• **Exercise objective**: Report every line of the listing below in which the string "message" occurs.

• **Records to process**:
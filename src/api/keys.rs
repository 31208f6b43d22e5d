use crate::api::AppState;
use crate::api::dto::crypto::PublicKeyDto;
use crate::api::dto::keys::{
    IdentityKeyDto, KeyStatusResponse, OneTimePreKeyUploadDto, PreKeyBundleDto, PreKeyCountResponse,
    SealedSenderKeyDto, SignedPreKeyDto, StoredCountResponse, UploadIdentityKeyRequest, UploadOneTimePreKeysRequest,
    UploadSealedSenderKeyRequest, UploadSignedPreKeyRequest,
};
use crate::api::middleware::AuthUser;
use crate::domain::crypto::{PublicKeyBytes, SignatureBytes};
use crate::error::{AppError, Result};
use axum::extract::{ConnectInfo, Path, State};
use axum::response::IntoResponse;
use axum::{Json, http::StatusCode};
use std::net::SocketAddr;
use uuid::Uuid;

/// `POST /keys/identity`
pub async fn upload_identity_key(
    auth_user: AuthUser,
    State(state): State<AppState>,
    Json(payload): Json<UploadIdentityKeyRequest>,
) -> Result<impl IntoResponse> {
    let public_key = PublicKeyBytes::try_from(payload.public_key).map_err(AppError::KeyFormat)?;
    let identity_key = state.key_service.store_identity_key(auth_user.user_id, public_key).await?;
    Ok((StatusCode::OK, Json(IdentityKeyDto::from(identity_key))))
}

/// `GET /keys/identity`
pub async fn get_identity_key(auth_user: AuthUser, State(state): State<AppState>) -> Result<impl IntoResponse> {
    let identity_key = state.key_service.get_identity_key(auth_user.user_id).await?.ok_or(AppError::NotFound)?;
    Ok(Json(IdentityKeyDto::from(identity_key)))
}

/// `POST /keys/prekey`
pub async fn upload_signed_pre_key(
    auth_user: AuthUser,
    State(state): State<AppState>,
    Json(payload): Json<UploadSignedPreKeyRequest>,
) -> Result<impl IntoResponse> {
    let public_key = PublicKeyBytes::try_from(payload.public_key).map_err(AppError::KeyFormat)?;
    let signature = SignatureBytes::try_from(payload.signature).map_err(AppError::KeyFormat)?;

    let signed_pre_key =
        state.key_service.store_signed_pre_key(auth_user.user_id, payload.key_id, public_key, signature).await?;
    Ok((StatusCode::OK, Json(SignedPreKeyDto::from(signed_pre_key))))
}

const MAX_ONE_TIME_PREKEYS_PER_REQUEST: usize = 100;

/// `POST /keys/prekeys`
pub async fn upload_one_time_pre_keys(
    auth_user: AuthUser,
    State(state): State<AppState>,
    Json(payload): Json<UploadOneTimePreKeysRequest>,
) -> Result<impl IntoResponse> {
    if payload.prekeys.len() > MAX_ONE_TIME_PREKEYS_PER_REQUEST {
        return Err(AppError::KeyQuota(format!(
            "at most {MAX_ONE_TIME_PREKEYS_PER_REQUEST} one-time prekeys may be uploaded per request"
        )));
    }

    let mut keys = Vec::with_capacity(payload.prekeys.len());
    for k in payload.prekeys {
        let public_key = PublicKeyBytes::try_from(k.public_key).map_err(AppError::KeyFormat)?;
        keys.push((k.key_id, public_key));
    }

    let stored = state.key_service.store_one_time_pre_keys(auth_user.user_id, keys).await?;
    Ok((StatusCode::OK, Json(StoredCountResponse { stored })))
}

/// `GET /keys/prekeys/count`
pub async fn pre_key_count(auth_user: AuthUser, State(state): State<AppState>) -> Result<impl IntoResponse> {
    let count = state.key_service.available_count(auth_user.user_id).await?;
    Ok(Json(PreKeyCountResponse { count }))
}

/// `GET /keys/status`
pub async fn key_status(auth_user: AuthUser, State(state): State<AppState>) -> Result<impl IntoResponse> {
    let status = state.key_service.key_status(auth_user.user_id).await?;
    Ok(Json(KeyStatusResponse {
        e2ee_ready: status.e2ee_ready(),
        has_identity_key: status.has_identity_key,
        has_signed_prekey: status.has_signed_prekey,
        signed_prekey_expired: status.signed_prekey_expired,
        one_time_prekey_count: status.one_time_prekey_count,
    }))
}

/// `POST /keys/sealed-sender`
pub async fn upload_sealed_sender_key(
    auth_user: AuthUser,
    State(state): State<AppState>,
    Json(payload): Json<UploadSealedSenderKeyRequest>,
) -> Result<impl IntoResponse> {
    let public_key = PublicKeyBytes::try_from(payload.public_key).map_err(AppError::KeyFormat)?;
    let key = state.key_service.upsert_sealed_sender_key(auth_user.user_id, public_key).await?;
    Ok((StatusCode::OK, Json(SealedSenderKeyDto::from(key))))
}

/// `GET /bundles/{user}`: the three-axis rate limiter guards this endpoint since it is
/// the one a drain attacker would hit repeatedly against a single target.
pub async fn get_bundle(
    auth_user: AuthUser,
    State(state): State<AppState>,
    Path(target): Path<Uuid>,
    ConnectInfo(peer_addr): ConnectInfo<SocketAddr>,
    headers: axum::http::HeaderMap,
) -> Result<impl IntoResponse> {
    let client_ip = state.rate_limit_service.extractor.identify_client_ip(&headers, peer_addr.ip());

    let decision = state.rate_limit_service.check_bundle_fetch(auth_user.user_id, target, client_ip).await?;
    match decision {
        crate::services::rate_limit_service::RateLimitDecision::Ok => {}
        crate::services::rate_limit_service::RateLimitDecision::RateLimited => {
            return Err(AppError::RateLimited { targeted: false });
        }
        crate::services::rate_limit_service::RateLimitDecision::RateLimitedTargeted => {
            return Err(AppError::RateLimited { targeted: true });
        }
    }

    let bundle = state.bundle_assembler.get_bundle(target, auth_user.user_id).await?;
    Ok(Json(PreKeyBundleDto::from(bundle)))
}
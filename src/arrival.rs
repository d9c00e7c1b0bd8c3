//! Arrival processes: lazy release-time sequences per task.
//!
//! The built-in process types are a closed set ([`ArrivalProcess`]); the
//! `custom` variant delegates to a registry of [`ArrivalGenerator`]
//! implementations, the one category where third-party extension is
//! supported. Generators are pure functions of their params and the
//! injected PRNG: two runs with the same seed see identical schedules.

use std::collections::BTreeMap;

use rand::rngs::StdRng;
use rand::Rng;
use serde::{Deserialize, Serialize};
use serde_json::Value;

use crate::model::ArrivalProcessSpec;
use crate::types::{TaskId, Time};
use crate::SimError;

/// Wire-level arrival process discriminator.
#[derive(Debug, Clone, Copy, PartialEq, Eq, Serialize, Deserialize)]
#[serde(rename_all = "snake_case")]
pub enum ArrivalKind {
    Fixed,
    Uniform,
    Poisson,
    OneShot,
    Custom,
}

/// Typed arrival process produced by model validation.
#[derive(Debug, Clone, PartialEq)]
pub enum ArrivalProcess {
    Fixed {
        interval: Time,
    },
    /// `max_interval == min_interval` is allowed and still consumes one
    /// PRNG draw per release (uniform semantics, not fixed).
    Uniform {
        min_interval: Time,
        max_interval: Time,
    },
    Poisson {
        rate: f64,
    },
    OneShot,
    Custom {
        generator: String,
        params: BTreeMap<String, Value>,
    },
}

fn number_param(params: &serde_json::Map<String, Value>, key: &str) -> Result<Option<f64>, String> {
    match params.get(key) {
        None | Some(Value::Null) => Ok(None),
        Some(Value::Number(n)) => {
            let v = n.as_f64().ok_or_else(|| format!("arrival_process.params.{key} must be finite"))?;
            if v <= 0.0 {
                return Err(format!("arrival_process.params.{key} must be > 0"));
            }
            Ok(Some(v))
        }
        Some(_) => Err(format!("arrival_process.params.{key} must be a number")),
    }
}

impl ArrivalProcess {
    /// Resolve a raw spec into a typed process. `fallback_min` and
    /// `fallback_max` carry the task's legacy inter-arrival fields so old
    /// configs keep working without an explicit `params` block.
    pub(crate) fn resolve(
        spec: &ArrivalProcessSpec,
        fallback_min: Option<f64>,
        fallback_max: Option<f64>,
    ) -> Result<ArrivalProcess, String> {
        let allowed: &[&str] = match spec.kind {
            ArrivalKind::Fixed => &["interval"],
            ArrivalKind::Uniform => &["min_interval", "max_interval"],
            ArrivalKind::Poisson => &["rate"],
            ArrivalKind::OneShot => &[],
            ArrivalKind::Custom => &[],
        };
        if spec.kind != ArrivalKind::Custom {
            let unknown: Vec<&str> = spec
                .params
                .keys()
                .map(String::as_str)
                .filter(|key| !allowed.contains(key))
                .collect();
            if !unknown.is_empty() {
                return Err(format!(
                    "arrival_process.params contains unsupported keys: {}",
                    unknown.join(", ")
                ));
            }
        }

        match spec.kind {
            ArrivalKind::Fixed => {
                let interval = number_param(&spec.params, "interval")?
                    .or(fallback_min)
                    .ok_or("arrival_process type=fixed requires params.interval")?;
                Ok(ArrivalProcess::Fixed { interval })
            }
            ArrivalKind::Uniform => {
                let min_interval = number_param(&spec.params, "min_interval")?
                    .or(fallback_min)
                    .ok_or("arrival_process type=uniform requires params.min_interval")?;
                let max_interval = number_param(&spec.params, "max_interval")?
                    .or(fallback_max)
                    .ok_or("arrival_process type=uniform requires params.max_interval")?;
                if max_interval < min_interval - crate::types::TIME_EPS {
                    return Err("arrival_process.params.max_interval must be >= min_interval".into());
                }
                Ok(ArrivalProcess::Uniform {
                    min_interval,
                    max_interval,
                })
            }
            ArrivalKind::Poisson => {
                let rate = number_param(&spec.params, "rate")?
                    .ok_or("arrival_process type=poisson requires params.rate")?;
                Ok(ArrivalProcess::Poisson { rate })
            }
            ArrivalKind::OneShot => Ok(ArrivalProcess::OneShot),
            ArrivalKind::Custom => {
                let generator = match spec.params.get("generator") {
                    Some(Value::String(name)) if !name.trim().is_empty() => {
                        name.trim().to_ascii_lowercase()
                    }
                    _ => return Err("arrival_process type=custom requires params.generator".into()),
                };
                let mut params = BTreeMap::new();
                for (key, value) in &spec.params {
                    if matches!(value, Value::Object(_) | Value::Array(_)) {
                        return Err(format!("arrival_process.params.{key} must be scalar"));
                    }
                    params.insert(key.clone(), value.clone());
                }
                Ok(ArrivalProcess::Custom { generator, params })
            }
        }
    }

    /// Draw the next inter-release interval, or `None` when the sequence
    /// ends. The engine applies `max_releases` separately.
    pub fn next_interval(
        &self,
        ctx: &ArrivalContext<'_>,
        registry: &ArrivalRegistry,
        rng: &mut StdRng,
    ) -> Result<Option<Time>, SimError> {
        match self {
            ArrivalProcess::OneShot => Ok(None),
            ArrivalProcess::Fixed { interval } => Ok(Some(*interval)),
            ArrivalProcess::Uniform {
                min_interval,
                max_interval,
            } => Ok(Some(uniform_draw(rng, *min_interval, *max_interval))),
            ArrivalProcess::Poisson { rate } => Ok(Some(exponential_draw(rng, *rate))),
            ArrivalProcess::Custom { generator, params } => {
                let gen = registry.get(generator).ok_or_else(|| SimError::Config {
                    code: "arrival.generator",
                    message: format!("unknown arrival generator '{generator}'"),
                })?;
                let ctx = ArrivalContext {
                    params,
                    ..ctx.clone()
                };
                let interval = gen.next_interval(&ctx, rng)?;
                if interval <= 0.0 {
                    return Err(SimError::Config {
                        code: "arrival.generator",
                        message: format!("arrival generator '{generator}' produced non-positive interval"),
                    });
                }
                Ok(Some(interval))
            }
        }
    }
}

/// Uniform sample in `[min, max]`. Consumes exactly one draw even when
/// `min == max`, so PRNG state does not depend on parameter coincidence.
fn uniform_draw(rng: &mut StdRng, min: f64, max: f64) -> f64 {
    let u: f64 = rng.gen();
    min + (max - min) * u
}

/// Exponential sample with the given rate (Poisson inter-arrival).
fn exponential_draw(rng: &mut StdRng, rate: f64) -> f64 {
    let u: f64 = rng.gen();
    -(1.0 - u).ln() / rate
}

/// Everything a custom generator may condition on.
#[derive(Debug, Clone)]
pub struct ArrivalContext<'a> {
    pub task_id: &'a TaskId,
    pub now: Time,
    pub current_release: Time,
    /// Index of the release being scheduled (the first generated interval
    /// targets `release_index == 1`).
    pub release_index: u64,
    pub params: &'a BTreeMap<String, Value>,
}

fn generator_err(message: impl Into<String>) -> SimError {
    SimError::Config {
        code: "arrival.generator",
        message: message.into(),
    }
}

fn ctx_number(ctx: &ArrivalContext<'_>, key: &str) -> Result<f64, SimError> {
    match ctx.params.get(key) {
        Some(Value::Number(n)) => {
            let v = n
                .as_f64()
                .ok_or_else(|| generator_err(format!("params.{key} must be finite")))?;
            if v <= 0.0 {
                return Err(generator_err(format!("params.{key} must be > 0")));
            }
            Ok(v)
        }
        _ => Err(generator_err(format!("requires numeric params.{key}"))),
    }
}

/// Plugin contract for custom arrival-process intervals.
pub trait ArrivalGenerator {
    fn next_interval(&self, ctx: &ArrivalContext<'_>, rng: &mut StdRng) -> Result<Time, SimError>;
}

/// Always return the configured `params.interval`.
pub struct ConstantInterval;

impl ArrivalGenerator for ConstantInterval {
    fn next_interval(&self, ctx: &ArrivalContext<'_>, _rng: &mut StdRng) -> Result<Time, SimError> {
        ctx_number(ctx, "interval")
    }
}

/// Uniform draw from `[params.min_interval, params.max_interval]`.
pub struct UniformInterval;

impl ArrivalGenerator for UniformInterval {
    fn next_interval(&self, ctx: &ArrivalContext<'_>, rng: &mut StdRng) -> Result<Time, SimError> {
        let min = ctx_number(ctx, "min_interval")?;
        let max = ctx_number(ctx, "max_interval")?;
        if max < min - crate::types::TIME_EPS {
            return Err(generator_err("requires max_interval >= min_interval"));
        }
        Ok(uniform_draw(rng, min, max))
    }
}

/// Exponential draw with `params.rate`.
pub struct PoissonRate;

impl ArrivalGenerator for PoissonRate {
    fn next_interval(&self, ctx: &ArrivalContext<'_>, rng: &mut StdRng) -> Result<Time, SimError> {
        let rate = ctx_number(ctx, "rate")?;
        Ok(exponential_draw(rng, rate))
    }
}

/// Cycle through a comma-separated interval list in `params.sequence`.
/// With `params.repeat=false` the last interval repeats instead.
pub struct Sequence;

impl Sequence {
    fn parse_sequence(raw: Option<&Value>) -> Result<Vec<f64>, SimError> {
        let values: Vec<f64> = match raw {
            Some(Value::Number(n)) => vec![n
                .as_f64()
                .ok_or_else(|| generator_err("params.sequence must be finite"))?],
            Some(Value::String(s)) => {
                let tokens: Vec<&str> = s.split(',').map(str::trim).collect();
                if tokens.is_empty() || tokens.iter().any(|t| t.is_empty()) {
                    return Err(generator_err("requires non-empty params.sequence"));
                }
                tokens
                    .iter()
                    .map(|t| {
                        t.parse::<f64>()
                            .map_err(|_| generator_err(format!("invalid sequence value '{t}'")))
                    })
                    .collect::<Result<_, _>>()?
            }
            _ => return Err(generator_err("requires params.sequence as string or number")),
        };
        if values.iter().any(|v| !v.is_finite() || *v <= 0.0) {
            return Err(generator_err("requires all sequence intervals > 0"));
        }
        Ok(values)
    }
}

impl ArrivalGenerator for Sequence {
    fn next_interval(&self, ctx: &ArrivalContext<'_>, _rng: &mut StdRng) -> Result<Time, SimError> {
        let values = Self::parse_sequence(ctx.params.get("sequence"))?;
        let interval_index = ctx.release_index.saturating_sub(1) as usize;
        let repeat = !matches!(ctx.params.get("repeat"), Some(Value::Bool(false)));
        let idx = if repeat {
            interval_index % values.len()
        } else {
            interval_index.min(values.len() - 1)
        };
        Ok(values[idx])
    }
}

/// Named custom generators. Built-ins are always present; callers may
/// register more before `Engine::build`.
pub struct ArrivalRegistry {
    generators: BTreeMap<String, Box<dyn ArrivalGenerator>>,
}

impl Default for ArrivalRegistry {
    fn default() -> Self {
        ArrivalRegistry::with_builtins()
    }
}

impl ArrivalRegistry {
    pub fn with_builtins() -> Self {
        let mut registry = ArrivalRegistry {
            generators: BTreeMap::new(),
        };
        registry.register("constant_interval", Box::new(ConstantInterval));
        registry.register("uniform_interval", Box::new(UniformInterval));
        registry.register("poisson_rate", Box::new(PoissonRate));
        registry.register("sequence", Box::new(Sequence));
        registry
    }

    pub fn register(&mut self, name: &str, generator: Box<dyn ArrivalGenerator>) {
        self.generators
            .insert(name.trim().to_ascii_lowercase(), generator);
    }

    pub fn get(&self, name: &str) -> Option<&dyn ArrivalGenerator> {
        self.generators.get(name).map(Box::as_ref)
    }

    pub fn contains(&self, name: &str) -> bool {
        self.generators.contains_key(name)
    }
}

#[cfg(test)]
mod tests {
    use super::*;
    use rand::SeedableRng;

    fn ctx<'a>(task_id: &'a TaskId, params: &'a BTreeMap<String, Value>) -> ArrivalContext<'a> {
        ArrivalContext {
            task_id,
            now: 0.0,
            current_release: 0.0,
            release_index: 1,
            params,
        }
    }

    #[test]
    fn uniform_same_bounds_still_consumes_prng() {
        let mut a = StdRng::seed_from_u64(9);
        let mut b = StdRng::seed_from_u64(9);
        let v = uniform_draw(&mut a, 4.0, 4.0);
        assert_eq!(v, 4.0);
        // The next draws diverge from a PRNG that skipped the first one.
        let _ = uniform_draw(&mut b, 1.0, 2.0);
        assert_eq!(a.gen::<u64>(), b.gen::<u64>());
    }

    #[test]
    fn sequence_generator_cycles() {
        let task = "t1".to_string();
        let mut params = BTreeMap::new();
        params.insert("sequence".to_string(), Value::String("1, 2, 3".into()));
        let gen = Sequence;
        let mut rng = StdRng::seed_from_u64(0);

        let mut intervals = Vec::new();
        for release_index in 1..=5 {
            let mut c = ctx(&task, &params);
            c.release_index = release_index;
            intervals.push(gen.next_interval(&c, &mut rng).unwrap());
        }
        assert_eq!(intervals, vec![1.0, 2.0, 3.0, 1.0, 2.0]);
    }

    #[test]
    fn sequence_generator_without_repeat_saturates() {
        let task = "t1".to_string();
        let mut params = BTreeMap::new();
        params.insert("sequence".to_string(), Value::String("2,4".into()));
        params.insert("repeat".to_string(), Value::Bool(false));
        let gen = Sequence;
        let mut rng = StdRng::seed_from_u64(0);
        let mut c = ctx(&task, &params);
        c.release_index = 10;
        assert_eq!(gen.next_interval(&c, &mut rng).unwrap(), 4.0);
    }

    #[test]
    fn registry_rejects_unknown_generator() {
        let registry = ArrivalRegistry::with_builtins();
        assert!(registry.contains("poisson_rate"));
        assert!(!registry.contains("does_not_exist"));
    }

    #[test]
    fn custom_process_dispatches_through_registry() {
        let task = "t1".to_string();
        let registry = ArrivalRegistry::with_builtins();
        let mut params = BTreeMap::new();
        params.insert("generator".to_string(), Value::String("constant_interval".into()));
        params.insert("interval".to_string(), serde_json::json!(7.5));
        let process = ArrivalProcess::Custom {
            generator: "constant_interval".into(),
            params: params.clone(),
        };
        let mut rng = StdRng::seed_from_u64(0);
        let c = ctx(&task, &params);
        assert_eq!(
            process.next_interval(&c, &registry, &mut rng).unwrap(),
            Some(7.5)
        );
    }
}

• **Task response**:
                    message: format!("unknown arrival generator '{generator}'"),
                        message: format!("arrival generator '{generator}' produced non-positive interval"),
fn generator_err(message: impl Into<String>) -> SimError {
        message: message.into(),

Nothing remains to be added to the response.